In a real casino, children are not allowed to play slots/pokies nor are they
allowed in the vicinity of them. The fact parents are not even allowed to
bring along their children while they play is an obvious sign that exposure to
these machines do children harm whether they actively play or simply watch.

It seems to me it makes common sense for Apple to create an adult section in
the App Store that requires a secondary password to access. That would at
least prevent some children (who's parents don't monitor what they do) from
accessing this type of material. There is little you can do and there are
bigger issues at play for the children of parents who are allowed to access
adult content after such features are in place but it would assist in
protecting the majority IMO.

Of course, common sense approaches rarely work because people on the fringe of
either side will either want gambling apps banned for adults as well or think
it's the sole responsibility of the parents and therefore no changes should be
made.

I don't know anyone that would classify slots as a "card game" and "suitable
for ages 12 and up" so why is it acceptable for Apple to do this? The fact you
can't win money doesn't change anything; players rarely have an edge in real
casino games anyway.
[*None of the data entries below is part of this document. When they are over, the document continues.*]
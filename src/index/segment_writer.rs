//! Buffers the columns and postings of one segment and commits them.

use std::collections::{BTreeMap, BTreeSet};
use std::sync::Arc;

use ahash::AHashMap;
use serde::{Deserialize, Serialize};

use crate::codec::doc_values::DocValuesFormat;
use crate::codec::postings::{Posting, PostingList, PostingsFormat};
use crate::codec::registry::FormatRegistry;
use crate::codec::{CODEC_NAME, Codec};
use crate::error::{PilumError, Result};
use crate::index::field_info::{DocValuesType, FieldInfo, FieldInfos};
use crate::index::file_names::{self, SEGMENT_INFO_EXTENSION, segment_file_name};
use crate::index::segment_info::{SegmentInfo, random_id};
use crate::index::state::SegmentWriteState;
use crate::storage::Storage;
use crate::storage::tracking::TrackingStorage;

/// Segment writer configuration.
#[derive(Debug, Clone, Serialize, Deserialize)]
pub struct SegmentWriterConfig {
    /// Pack the segment's files into a compound file.
    pub use_compound_file: bool,

    /// Name of the codec, resolved through the global format registry.
    pub codec_name: String,

    /// Extra diagnostics stored in the segment descriptor.
    pub diagnostics: BTreeMap<String, String>,
}

impl Default for SegmentWriterConfig {
    fn default() -> Self {
        SegmentWriterConfig {
            use_compound_file: true,
            codec_name: CODEC_NAME.to_string(),
            diagnostics: BTreeMap::new(),
        }
    }
}

/// Builds the dictionary and ordinals of a sorted column.
///
/// ```
/// use pilum::index::SortedValuesBuilder;
///
/// let mut builder = SortedValuesBuilder::new();
/// builder.add(Some(b"red"));
/// builder.add(None::<&[u8]>);
/// builder.add(Some(b"blue"));
/// builder.add(Some(b"red"));
///
/// let (dictionary, ords) = builder.build();
/// assert_eq!(dictionary, vec![b"blue".to_vec(), b"red".to_vec()]);
/// assert_eq!(ords, vec![1, -1, 0, 1]);
/// ```
#[derive(Debug, Clone, Default)]
pub struct SortedValuesBuilder {
    values: Vec<Option<Vec<u8>>>,
    distinct: BTreeSet<Vec<u8>>,
}

impl SortedValuesBuilder {
    pub fn new() -> Self {
        Self::default()
    }

    /// Append the value of the next document.
    pub fn add<V: AsRef<[u8]>>(&mut self, value: Option<V>) {
        let value = value.map(|v| v.as_ref().to_vec());
        if let Some(v) = &value {
            if !self.distinct.contains(v) {
                self.distinct.insert(v.clone());
            }
        }
        self.values.push(value);
    }

    /// Number of documents added.
    pub fn len(&self) -> usize {
        self.values.len()
    }

    pub fn is_empty(&self) -> bool {
        self.values.is_empty()
    }

    /// The ascending dictionary and one ordinal per document, `-1` where the
    /// document has no value.
    pub fn build(self) -> (Vec<Vec<u8>>, Vec<i64>) {
        let dictionary: Vec<Vec<u8>> = self.distinct.into_iter().collect();
        let ords = self
            .values
            .iter()
            .map(|value| match value {
                Some(v) => dictionary
                    .binary_search(v)
                    .map_or(-1, |ord| ord as i64),
                None => -1,
            })
            .collect();
        (dictionary, ords)
    }
}

#[derive(Debug)]
enum BufferedDocValues {
    Numeric(Vec<i64>),
    Binary(Vec<Vec<u8>>),
    Sorted {
        dictionary: Vec<Vec<u8>>,
        ords: Vec<i64>,
    },
}

impl BufferedDocValues {
    fn doc_values_type(&self) -> DocValuesType {
        match self {
            BufferedDocValues::Numeric(_) => DocValuesType::Numeric,
            BufferedDocValues::Binary(_) => DocValuesType::Binary,
            BufferedDocValues::Sorted { .. } => DocValuesType::Sorted,
        }
    }
}

#[derive(Debug)]
struct PendingField {
    name: String,
    doc_values: Option<BufferedDocValues>,
    postings: Option<BTreeMap<Vec<u8>, PostingList>>,
}

/// Writes one segment.
///
/// Fields are numbered in the order they are first added. Nothing reaches the
/// storage before [`commit`](Self::commit); a failed commit deletes every file
/// it created.
#[derive(Debug)]
pub struct SegmentWriter {
    storage: Arc<dyn Storage>,
    segment_name: String,
    max_doc: u32,
    config: SegmentWriterConfig,
    codec: Arc<Codec>,
    fields: Vec<PendingField>,
    field_numbers: AHashMap<String, usize>,
    committed: bool,
}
It's fucking worse than children playing slots in a real
casino as far as I'm concerned.

Why does it always fall to those who stand to make no financial benefit either
way to call for these changes to be made while Apple/Playtika/Caesars can take
a fuck it approach until they are forced to change by which time large profits
have been made and the damage done.

------
dhughes
The link is dead.

By the way I've heard other slot techs (I'm a slot tech) say IGT asks new
employees if they have any ideas and will buy their idea off them.

IGT created SAS (slot accounting system) protocol which a lot of casinos use.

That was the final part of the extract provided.